The neutral wire is the return line for the load current.

The ground wire is a low impedance path to the earth that is a safety device.

The neutral can be, and is often attached to, an earth ground at the service entrance. In that situation the neutral is indeed 'grounded'.

The ground can never be used as a 'neutral', assuming safety is your first priority.

The neutral and the ground will very likely be attached to one another at the service entrance where they are both attached to a 'ground rod' driven into the earth. They must never be attaced to one another in a sub-panel or appliance or motor or ..., again assuming safety is your first priority.


If safety is not your first priority then you can do what ever you want.


----------



## LEEQ (Feb 23, 2015)

Ray C said:


> I don't think we're disagreeing...  Here's what 12/3 Romex looks like so, you need to connect white and black as hot and the bare to the box neutral/ground bus.  There are indeed 4 conductor 240V cables but I don't think this is what he has.  I'm pretty sure the NEC/NFPA changed the rules this year and for electric dryers and stoves, you need to use 4 wire systems and carry a ground to the appliance.

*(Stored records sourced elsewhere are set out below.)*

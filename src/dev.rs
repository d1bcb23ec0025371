use colored::*;

use crate::build::build_project;
use crate::config::TauriConfig;
use crate::context::Context;
use crate::error::Result;
use crate::install::install_dependencies;
use crate::process::{ProcessStopper, lingering_processes};
use crate::run::run_command;

/// Launches `npm run dev` and blocks until the server exits.
pub fn start_dev_server(ctx: &Context) -> Result<()> {
    if ctx.output {
        println!("\n{}", "--- Starting Development Environment ---".cyan().bold());
        println!(
            "{}",
            "The server is now running and watching for file changes.".yellow()
        );
        println!("{}", "Press Ctrl+C in this terminal to stop the server.".yellow());
    }

    run_command(&[ctx.platform.npm, "run", "dev"], &ctx.root, &ctx.log_path(), ctx.output)?;

    if ctx.output {
        println!("\n{}", "Development server process ended.".green());
    }
    Ok(())
}

pub fn stop_dev_servers(ctx: &Context, stopper: &dyn ProcessStopper) {
    let tauri = TauriConfig::load(&ctx.root);
    stopper.stop_processes_by_name(&lingering_processes(&ctx.config, &tauri, &ctx.platform));
}

/// Stop, install, build, then serve.
pub fn init_project(ctx: &Context, stopper: &dyn ProcessStopper) -> Result<()> {
    if ctx.output {
        println!("{}", "--- Initiating Full Project Setup ---".magenta().bold());
    }

    stop_dev_servers(ctx, stopper);
    install_dependencies(ctx)?;
    build_project(ctx)?;
    start_dev_server(ctx)?;

    if ctx.output {
        println!(
            "{}",
            "--- Project setup complete. Happy coding! ---".green().bold()
        );
    }
    Ok(())
}
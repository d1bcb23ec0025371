use std::{fs, path::PathBuf};

use crate::config::{Config, PlatformCommands};
use crate::error::{MgrError, Result};

/// Resolves the project root to an absolute path. The root must be an
/// existing directory; nothing is created for a mistyped path.
pub fn resolve_root(root: Option<PathBuf>) -> Result<PathBuf> {
    let root = match root {
        Some(root) => root,
        None => std::env::current_dir()?,
    };

    match fs::canonicalize(&root) {
        Ok(resolved) if resolved.is_dir() => Ok(resolved),
        _ => Err(MgrError::InvalidRoot { path: root }),
    }
}

/// Everything a command needs to know about the current invocation.
#[derive(Debug, Clone)]
pub struct Context {
    pub root: PathBuf,
    pub config: Config,
    pub platform: PlatformCommands,
    /// Print progress to the console.
    pub output: bool,
    /// Skip confirmation prompts.
    pub force: bool,
}

impl Context {
    pub fn new(root: PathBuf, config: Config, output: bool, force: bool) -> Self {
        Self {
            root,
            config,
            platform: PlatformCommands::current(),
            output,
            force,
        }
    }

    pub fn log_path(&self) -> PathBuf {
        self.config.log_path(&self.root)
    }
}
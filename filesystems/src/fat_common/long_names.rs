// Long filename (VFAT) reconstruction
// Fragments are stored last-part-first ahead of the short entry they decorate

use super::constants::DIR_ENTRY_SIZE;
use byteorder::{ByteOrder, LittleEndian};

/// Maximum filename length for FAT LFN.
pub const MAX_FAT_LFN_LENGTH: usize = 255;

/// Offsets of the UTF-16 code units inside a fragment record: 5 + 6 + 2.
const NAME_RANGES: [(usize, usize); 3] = [(1, 5), (14, 6), (28, 2)];

/// Code units carried by one fragment.
pub const CHARS_PER_FRAGMENT: usize = 13;

/// Stateful reducer assembling long-name fragments into one display name.
#[derive(Debug, Default)]
pub struct LongNameAccumulator {
    fragments: Vec<Vec<u16>>,
}

impl LongNameAccumulator {
    pub fn new() -> Self {
        Self::default()
    }

    /// Buffers the name characters of one fragment record.
    pub fn append(&mut self, record: &[u8]) {
        if record.len() < DIR_ENTRY_SIZE {
            return;
        }

        let mut units = Vec::with_capacity(CHARS_PER_FRAGMENT);
        for &(start, count) in NAME_RANGES.iter() {
            for i in 0..count {
                let at = start + i * 2;
                units.push(LittleEndian::read_u16(&record[at..at + 2]));
            }
        }
        self.fragments.push(units);
    }

    pub fn is_empty(&self) -> bool {
        self.fragments.is_empty()
    }

    /// Joins the pending fragments in reverse arrival order, strips the
    /// terminator and padding, and resets the buffer. Yields an empty string
    /// when nothing was pending.
    pub fn consume(&mut self) -> String {
        let mut units: Vec<u16> = Vec::new();
        for fragment in self.fragments.drain(..).rev() {
            units.extend(fragment);
        }

        // 0x0000 terminates the name, 0xFFFF pads the last fragment
        if let Some(end) = units.iter().position(|&u| u == 0x0000) {
            units.truncate(end);
        }
        units.retain(|&u| u != 0xFFFF);
        units.truncate(MAX_FAT_LFN_LENGTH);

        String::from_utf16_lossy(&units)
    }
}
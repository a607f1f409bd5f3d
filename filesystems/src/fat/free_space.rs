// Free space accounting and scrubbing of unallocated clusters

use super::FatVolume;
use crate::diagnostics::Diagnostic;
use log::{debug, info};
use rand::Rng;
use salvage_core::{SalvageError, SectorDevice};
use serde::{Deserialize, Serialize};

#[derive(Debug, Clone, Copy, PartialEq, Eq, Serialize, Deserialize)]
pub struct FreeSpace {
    pub free_clusters: u32,
    pub total_clusters: u32,
    pub bytes_per_cluster: u32,
}

impl FreeSpace {
    pub fn free_bytes(&self) -> u64 {
        self.free_clusters as u64 * self.bytes_per_cluster as u64
    }

    pub fn used_bytes(&self) -> u64 {
        self.total_clusters.saturating_sub(self.free_clusters) as u64 * self.bytes_per_cluster as u64
    }
}

/// Content written over unallocated clusters.
#[derive(Debug, Clone, Copy, PartialEq, Eq, Serialize, Deserialize)]
#[serde(rename_all = "lowercase")]
pub enum ScrubPattern {
    Zero,
    Random,
}

impl<D: SectorDevice> FatVolume<D> {
    /// Counts the free clusters of FAT copy 0. The result is kept until the
    /// next FAT update.
    pub fn compute_free_space(&mut self) -> FreeSpace {
        if let Some(free_space) = self.free_space {
            return free_space;
        }

        debug!("Computing free space over {} clusters", self.layout.total_clusters);
        let mut free_clusters = 0u32;
        for cluster in 2..=self.layout.max_cluster() {
            if self.is_free(cluster) {
                free_clusters += 1;
            }
        }

        let free_space = FreeSpace {
            free_clusters,
            total_clusters: self.layout.total_clusters,
            bytes_per_cluster: self.layout.bytes_per_cluster(),
        };
        self.free_space = Some(free_space);
        free_space
    }

    /// Overwrites every free cluster with `pattern`. Allocated clusters are
    /// never touched. Returns the number of clusters written.
    pub fn scrub_unallocated(&mut self, pattern: ScrubPattern) -> Result<u64, SalvageError> {
        if !self.options.write_enabled {
            return Err(SalvageError::WriteDisabled);
        }

        let sectors_per_cluster = self.layout.sectors_per_cluster;
        let mut buffer = vec![0u8; self.layout.bytes_per_cluster() as usize];
        let mut rng = rand::thread_rng();
        let mut scrubbed = 0u64;

        for cluster in 2..=self.layout.max_cluster() {
            if !self.is_free(cluster) {
                continue;
            }

            let sector = self.layout.cluster_sector(cluster);
            if sector + sectors_per_cluster as u64 > self.layout.total_sectors {
                continue;
            }

            if pattern == ScrubPattern::Random {
                rng.fill(&mut buffer[..]);
            }

            match self.write_sectors(sector, &buffer, sectors_per_cluster) {
                Ok(_) => scrubbed += 1,
                Err(e) => self.emit(Diagnostic::WriteFailed { lba: sector, reason: e.to_string() }),
            }
        }

        info!("Scrambled {} clusters", scrubbed);
        Ok(scrubbed)
    }
}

This picture of romex wire would be 12/2 wg  (with ground)
as Hawkeyes description implies. 12/3 wg would have the red insulated conductor also.


----------



## LEEQ (Feb 23, 2015)

Say I think we missed something. If there is one hot one neutral and one ground, isn't that 110v single phase? Re reading the op gives me the impression that there are not 2 lines and a ground, not two lines a neutral and a ground, but a line a neutral and a ground. That is on the mill. I would look over your motor plate and call the seller if you have a question as to if you are doing right. Good luck  EDIT the website shows both machines as having 220v motors.  Can we have a peek at that diagram?


----------



## LEEQ (Feb 23, 2015)

Another though I had was if they are the same voltage, you can put 2 outlets on the same circuit and only operate one machine at a time to avoid overloads and lots of plugging/unplugging.


----------



## mksj (Feb 23, 2015)

Apples and Oranges, and there are no second chances with these voltages. There is no "neutral" on 240V, only 120V.  So for "240V" technically there is no white or return. A white wire may be used in a 240V circuit to carry the other power leg (L1 and L2 both connected to the dual pole breaker) , but it needs to be labeled at both ends to indicate it carries power (this only applies to 12/2 wire or when a separate white wire is hot), usually with red electrical tape. See information below. In 4 wire cable (12/3), you would have a red and black to carry both hots, a neutral, and a ground. Neutral and ground may only be bonded together at the main power panel. Romex and armored BX cable would not be used as extension cords. BX cable might be used if hardwired directly to the machine, no plug.  I am pretty sure NEC code does not allow an extension cord to be hardwired directly into the panel. The most appropriate is to hardwired a box with a socket(s) connected with conduit with individual wires pulled or BX cable to the panel (either 3 wire BX cable or puled 12G wire in conduit, no romex), then plug into the socket(s) as needed or use a dual socket and have both machines plugged into the sockets all the time (dual 20A 240V socket).  The plug is specific to the load, voltage, phase and if a neutral is used. Just because you only have one 240V 20A breaker does not mean you can only have one machine plugged into it, the premise is that both sockets will not be used at the same time. Similar to sockets in a kitchen or rooms.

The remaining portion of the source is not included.